CA Paris, Pôle 5 ch. 2, 4 septembre 2009, n° 07-18324
PARIS
Arrêt
Confirmation
PARTIES
Demandeur :
Christian Dior Couture (SA)
Défendeur :
Façonnable (SARL)
COMPOSITION DE LA JURIDICTION
Président :
M. Girardet
Conseillers :
Mmes Regniez, Saint-Schroeder
Avoué :
SCP Hardouin SCP Bommart-Forster Fromantin
Avocats :
Mes Escande, Michel
La société Christian Dior Couture, ci-après dénommée Dior, expose avoir créé au cours de l'année 2001 une ligne de montres dénommée Sparkling se caractérisant par une "jetée de diamants" lesquels sont incrustés de façon désordonnée aux angles opposés du cadran de la montre.

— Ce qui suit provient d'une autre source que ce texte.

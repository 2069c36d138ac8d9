//! Application initialization and resource setup.
//!
//! This module provides functions to initialize shared resources:
//! - Logger (plain or JSON)
//! - HTTP client used to reach the analysis backend
//!
//! All initialization functions return proper error types for error handling.

mod client;
mod logger;

// Re-export public API
pub use client::init_client;
pub use logger::init_logger_with;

Ayant appris en 2005 que la société Façonnable commercialisait deux modèles de montre sur le cadran desquels était apposée une "jetée de diamants" très proche de celle de sa ligne Sparkling, la société Dior a fait pratiquer des constats dans la boutique La Parfumerie du Palais des Congrès et au siège social de la société Façonnable à Nice puis a fait assigner cette société devant le Tribunal de commerce de Paris par acte du 26 janvier 2006 sur le fondement de la concurrence parasitaire.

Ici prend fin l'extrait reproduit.